“They had this American dream,” sobbed Rosa Ramirez after images of her drowned son and granddaughter, discovered face-down on the banks of the Rio Grande between Mexico and the US, shocked the world on Wednesday.
The poignant pictures of Oscar Alberto Martinez and his toddler daughter Valeria — not yet two years old — has sparked outrage in El Salvador, where about 200 migrants like them leave for the US daily, preparing to take similar risks.
“The pain has been immense. I still can’t believe that my boy and my little granddaughter are dead, they only wanted to get to the United States ... they had this American dream — to achieve a better life,” Oscar’s mother said.
Ramirez was speaking by telephone from her home in a gang-haunted eastern barrio of the capital, San Salvador, where 25-year-old Oscar worked in a pizzeria before trying his luck as a migrant.
Grieving family members said that Oscar, his wife, Tania, 21, and Valeria left El Salvador on April 3.
They had spent two months in Mexico. Housed in a migrant shelter in Tapachula, they grew impatient after starting the process of applying for asylum in the US, and set out to try their luck at the border.
On Sunday, they arrived at the Rio Grande and tried to cross.
Tania stayed on the Mexican side of the river as Martinez swam with Valeria inside his T-shirt to the Texas side, left her on the riverbank and started back to get his wife.
Seeing him leave, the girl threw herself into the water. Martinez returned to get her, but both were swept away.
Oscar’s mother said she remembered asking the couple “not to leave, that going to the United States is very dangerous.”
Yet she said both parents wanted their girl to have a better future.
“My son told me that he dreamed that my Valeria would grow up in the United States, far from poverty,” Ramirez said. “He wanted to buy a house for his family and have a better life.”

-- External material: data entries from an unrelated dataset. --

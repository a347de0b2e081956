use std::future::Future;
use std::time::Duration;

use tokio::io::{AsyncRead, AsyncWrite};
use tokio_util::sync::CancellationToken;

use crate::error::DataChannelError;
use crate::wire::{read_exact_bytes, write_raw};

/// Raw chunk data moves in pieces of this size, each with a fresh idle timer.
pub(crate) const IO_SEGMENT_SIZE: usize = 64 * 1024;

/// Runs one I/O step, aborting on cancellation or when `idle_timeout`
/// elapses first.
///
/// The timeout bounds the whole step. Large payloads go through
/// [`guarded_read_exact`] and [`guarded_write_all`] instead, so a slow link
/// that keeps moving bytes is not mistaken for an idle one.
pub(crate) async fn guarded<T, F>(
    cancel: &CancellationToken,
    idle_timeout: Option<Duration>,
    step: F,
) -> Result<T, DataChannelError>
where
    F: Future<Output = Result<T, DataChannelError>>,
{
    let io = async move {
        match idle_timeout {
            Some(limit) => tokio::time::timeout(limit, step)
                .await
                .unwrap_or_else(|_| Err(DataChannelError::Timeout)),
            None => step.await,
        }
    };

    tokio::select! {
        biased;
        _ = cancel.cancelled() => Err(DataChannelError::Cancelled),
        result = io => result,
    }
}

/// Reads exactly `len` raw bytes, restarting the idle timer per segment.
pub(crate) async fn guarded_read_exact<R>(
    reader: &mut R,
    len: usize,
    cancel: &CancellationToken,
    idle_timeout: Option<Duration>,
) -> Result<Vec<u8>, DataChannelError>
where
    R: AsyncRead + Unpin,
{
    let mut data = Vec::with_capacity(len);
    while data.len() < len {
        let want = (len - data.len()).min(IO_SEGMENT_SIZE);
        let piece = guarded(cancel, idle_timeout, read_exact_bytes(&mut *reader, want)).await?;
        data.extend_from_slice(&piece);
    }
    Ok(data)
}

/// Writes `data` raw, restarting the idle timer per segment.
pub(crate) async fn guarded_write_all<W>(
    writer: &mut W,
    data: &[u8],
    cancel: &CancellationToken,
    idle_timeout: Option<Duration>,
) -> Result<(), DataChannelError>
where
    W: AsyncWrite + Unpin,
{
    for segment in data.chunks(IO_SEGMENT_SIZE) {
        guarded(cancel, idle_timeout, write_raw(&mut *writer, segment)).await?;
    }
    Ok(())
}

#[cfg(test)]
mod tests {
    use super::*;
    use tokio::io::AsyncWriteExt;

    #[tokio::test]
    async fn passes_through_result() {
        let cancel = CancellationToken::new();
        let value = guarded(&cancel, None, async { Ok::<_, DataChannelError>(7) })
            .await
            .unwrap();
        assert_eq!(value, 7);
    }

    #[tokio::test]
    async fn cancellation_wins_over_pending_step() {
        let cancel = CancellationToken::new();
        cancel.cancel();
        let result: Result<(), _> = guarded(&cancel, None, std::future::pending()).await;
        assert!(matches!(result, Err(DataChannelError::Cancelled)));
    }

    #[tokio::test(start_paused = true)]
    async fn idle_timeout_elapses() {
        let cancel = CancellationToken::new();
        let result: Result<(), _> =
            guarded(&cancel, Some(Duration::from_secs(5)), std::future::pending()).await;
        assert!(matches!(result, Err(DataChannelError::Timeout)));
    }

    #[tokio::test]
    async fn slow_but_steady_read_is_not_idle() {
        let (mut peer, mut local) = tokio::io::duplex(IO_SEGMENT_SIZE * 4);
        let writer = tokio::spawn(async move {
            for _ in 0..4 {
                tokio::time::sleep(Duration::from_millis(200)).await;
                peer.write_all(&[9u8; IO_SEGMENT_SIZE]).await.unwrap();
            }
            peer
        });

        let cancel = CancellationToken::new();
        let data = guarded_read_exact(
            &mut local,
            IO_SEGMENT_SIZE * 4,
            &cancel,
            Some(Duration::from_millis(500)),
        )
        .await
        .unwrap();
        assert_eq!(data.len(), IO_SEGMENT_SIZE * 4);
        assert!(data.iter().all(|&b| b == 9));
        drop(writer.await.unwrap());
    }

    #[tokio::test(start_paused = true)]
    async fn stalled_read_times_out() {
        let (mut peer, mut local) = tokio::io::duplex(IO_SEGMENT_SIZE * 2);
        peer.write_all(&[1u8; 100]).await.unwrap();

        let cancel = CancellationToken::new();
        let result =
            guarded_read_exact(&mut local, 1000, &cancel, Some(Duration::from_secs(5))).await;
        assert!(matches!(result, Err(DataChannelError::Timeout)));
        drop(peer);
    }

    #[tokio::test]
    async fn segmented_write_delivers_everything() {
        let (mut peer, mut local) = tokio::io::duplex(IO_SEGMENT_SIZE * 4);
        let payload: Vec<u8> = (0..IO_SEGMENT_SIZE * 2 + 17).map(|i| (i % 251) as u8).collect();
        let cancel = CancellationToken::new();

        guarded_write_all(&mut local, &payload, &cancel, None)
            .await
            .unwrap();
        let echoed = read_exact_bytes(&mut peer, payload.len()).await.unwrap();
        assert_eq!(echoed, payload);
    }
}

Oscar had always taken his family responsibilities very seriously, his mother said.
“The girl was his world and today we have the two of them gone to heaven,” she said.
“This has happened to my boy and my little grandchild today — we don’t know who else is going to suffer tomorrow, all we know is that they don’t want undocumented people in the United States,” Ramirez said.
“The deaths of Oscar and Valeria represent a failure to address the violence and desperation pushing people to take journeys of danger for the prospect of a life in safety and dignity,” UN High Commissioner for Refugees Filippo Grandi said. “This is compounded by the absence of safe pathways for people to seek protection, leaving people with no other choice than to risk their lives.”